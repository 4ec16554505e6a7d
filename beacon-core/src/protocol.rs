//! Wire types for beacon
//!
//! All payloads are JSON:
//! - Devices POST `{"data": {"deviceId": ..., ...}}` to `/update`
//! - The relay answers `{"status": "ok"}` or `{"status": "error", "message": ...}`
//! - Live channels receive the full snapshot as a JSON list of device records

use serde::{Deserialize, Serialize};
use serde_json::{Map, Value};
use thiserror::Error;

/// Server-side timestamp format for `lastUpdate`
pub const TIMESTAMP_FORMAT: &str = "%Y-%m-%d %H:%M:%S";

#[derive(Debug, Error, PartialEq, Eq)]
pub enum IngestError {
    #[error("Missing deviceId")]
    MissingDeviceId,
}

/// Last known status of one device
///
/// Apart from `deviceId` and the server-assigned `lastUpdate`, fields are
/// whatever the device reported; their shape is not validated.
#[derive(Debug, Clone, PartialEq, Serialize, Deserialize)]
pub struct DeviceRecord {
    #[serde(rename = "deviceId")]
    pub device_id: String,

    #[serde(flatten)]
    pub fields: Map<String, Value>,

    #[serde(rename = "lastUpdate")]
    pub last_update: String,
}

impl DeviceRecord {
    /// Build a record from a reported `data` object
    pub fn from_report(mut data: Map<String, Value>, last_update: String) -> Result<Self, IngestError> {
        let device_id = match data.remove("deviceId") {
            Some(Value::String(id)) if !id.is_empty() => id,
            _ => return Err(IngestError::MissingDeviceId),
        };

        // lastUpdate belongs to the server
        data.remove("lastUpdate");

        Ok(Self {
            device_id,
            fields: data,
            last_update,
        })
    }

    /// Look up a reported field
    pub fn field(&self, name: &str) -> Option<&Value> {
        self.fields.get(name)
    }
}

/// Full state table as sent over a live channel
pub type Snapshot = Vec<DeviceRecord>;

/// Body of `POST /update`
#[derive(Debug, Clone, Default, Serialize, Deserialize)]
pub struct UpdateRequest {
    /// Message kind, e.g. `device_info`
    #[serde(rename = "type", default, skip_serializing_if = "Option::is_none")]
    pub kind: Option<String>,

    #[serde(default)]
    pub data: Map<String, Value>,
}

impl UpdateRequest {
    /// Read an update envelope from any JSON value
    ///
    /// A `type` that is not a string is ignored. A missing or non-object
    /// `data` reads as `{}`, which ingest rejects for lacking a device id.
    pub fn from_value(value: Value) -> Self {
        let Value::Object(mut body) = value else {
            return Self::default();
        };

        let kind = match body.remove("type") {
            Some(Value::String(kind)) => Some(kind),
            _ => None,
        };
        let data = match body.remove("data") {
            Some(Value::Object(data)) => data,
            _ => Map::new(),
        };

        Self { kind, data }
    }
}

/// Result of `POST /update`
#[derive(Debug, Clone, PartialEq, Serialize, Deserialize)]
#[serde(tag = "status", rename_all = "snake_case")]
pub enum UpdateResponse {
    Ok,
    Error { message: String },
}

impl From<IngestError> for UpdateResponse {
    fn from(err: IngestError) -> Self {
        UpdateResponse::Error {
            message: err.to_string(),
        }
    }
}

/// Current local time in the `lastUpdate` format
pub fn server_timestamp() -> String {
    chrono::Local::now().format(TIMESTAMP_FORMAT).to_string()
}
//! Keyboard input handling with vim-style bindings

use crossterm::event::{KeyCode, KeyEvent, KeyModifiers};

use crate::app::{App, AppResult};

/// Handle a key event
pub fn handle_key(app: &mut App, key: KeyEvent) -> AppResult {
    match key.code {
        KeyCode::Char('q') | KeyCode::Esc => return AppResult::Quit,
        KeyCode::Char('c') if key.modifiers.contains(KeyModifiers::CONTROL) => {
            return AppResult::Quit;
        }

        KeyCode::Char('j') | KeyCode::Down => app.cursor_down(),
        KeyCode::Char('k') | KeyCode::Up => app.cursor_up(),
        KeyCode::Char('g') | KeyCode::Home => app.cursor_top(),
        KeyCode::Char('G') | KeyCode::End => app.cursor_bottom(),

        _ => {}
    }

    AppResult::Continue
}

* * *

◆ Task: Reproduce all of the material above without alteration.

◆ Response below:
repository 4ec16554505e6a7d
filename beacon-core/src/protocol.rs
//! Wire types for beacon
//!
//! All payloads are JSON:
//! - Devices POST `{"data": {"deviceId": ..., ...}}` to `/update`
//! - The relay answers `{"status": "ok"}` or `{"status": "error", "message": ...}`
//! - Live channels receive the full snapshot as a JSON list of device records

use serde::{Deserialize, Serialize};
use serde_json::{Map, Value};
use thiserror::Error;

/// Server-side timestamp format for `lastUpdate`
pub const TIMESTAMP_FORMAT: &str = "%Y-%m-%d %H:%M:%S";

#[derive(Debug, Error, PartialEq, Eq)]
pub enum IngestError {
    #[error("Missing deviceId")]
    MissingDeviceId,
}

/// Last known status of one device
///
/// Apart from `deviceId` and the server-assigned `lastUpdate`, fields are
/// whatever the device reported; their shape is not validated.
#[derive(Debug, Clone, PartialEq, Serialize, Deserialize)]
pub struct DeviceRecord {
    #[serde(rename = "deviceId")]
    pub device_id: String,

    #[serde(flatten)]
    pub fields: Map<String, Value>,

    #[serde(rename = "lastUpdate")]
    pub last_update: String,
}

impl DeviceRecord {
    /// Build a record from a reported `data` object
    pub fn from_report(mut data: Map<String, Value>, last_update: String) -> Result<Self, IngestError> {
        let device_id = match data.remove("deviceId") {
            Some(Value::String(id)) if !id.is_empty() => id,
            _ => return Err(IngestError::MissingDeviceId),
        };

        // lastUpdate belongs to the server
        data.remove("lastUpdate");

        Ok(Self {
            device_id,
            fields: data,
            last_update,
        })
    }

    /// Look up a reported field
    pub fn field(&self, name: &str) -> Option<&Value> {
        self.fields.get(name)
    }
}

/// Full state table as sent over a live channel
pub type Snapshot = Vec<DeviceRecord>;

/// Body of `POST /update`
#[derive(Debug, Clone, Default, Serialize, Deserialize)]
pub struct UpdateRequest {
    /// Message kind, e.g. `device_info`
    #[serde(rename = "type", default, skip_serializing_if = "Option::is_none")]
    pub kind: Option<String>,

    #[serde(default)]
    pub data: Map<String, Value>,
}

impl UpdateRequest {
    /// Read an update envelope from any JSON value
    ///
    /// A `type` that is not a string is ignored. A missing or non-object
    /// `data` reads as `{}`, which ingest rejects for lacking a device id.
    pub fn from_value(value: Value) -> Self {
        let Value::Object(mut body) = value else {
            return Self::default();
        };

        let kind = match body.remove("type") {
            Some(Value::String(kind)) => Some(kind),
            _ => None,
        };
        let data = match body.remove("data") {
            Some(Value::Object(data)) => data,
            _ => Map::new(),
        };

        Self { kind, data }
    }
}

/// Result of `POST /update`
#[derive(Debug, Clone, PartialEq, Serialize, Deserialize)]
#[serde(tag = "status", rename_all = "snake_case")]
pub enum UpdateResponse {
    Ok,
    Error { message: String },
}

impl From<IngestError> for UpdateResponse {
    fn from(err: IngestError) -> Self {
        UpdateResponse::Error {
            message: err.to_string(),
        }
    }
}

/// Current local time in the `lastUpdate` format
pub fn server_timestamp() -> String {
    chrono::Local::now().format(TIMESTAMP_FORMAT).to_string()
}
//! Keyboard input handling with vim-style bindings

use crossterm::event::{KeyCode, KeyEvent, KeyModifiers};

use crate::app::{App, AppResult};

/// Handle a key event
pub fn handle_key(app: &mut App, key: KeyEvent) -> AppResult {
    match key.code {
        KeyCode::Char('q') | KeyCode::Esc => return AppResult::Quit,
        KeyCode::Char('c') if key.modifiers.contains(KeyModifiers::CONTROL) => {
            return AppResult::Quit;
        }

        KeyCode::Char('j') | KeyCode::Down => app.cursor_down(),
        KeyCode::Char('k') | KeyCode::Up => app.cursor_up(),
        KeyCode::Char('g') | KeyCode::Home => app.cursor_top(),
        KeyCode::Char('G') | KeyCode::End => app.cursor_bottom(),

        _ => {}
    }

    AppResult::Continue
}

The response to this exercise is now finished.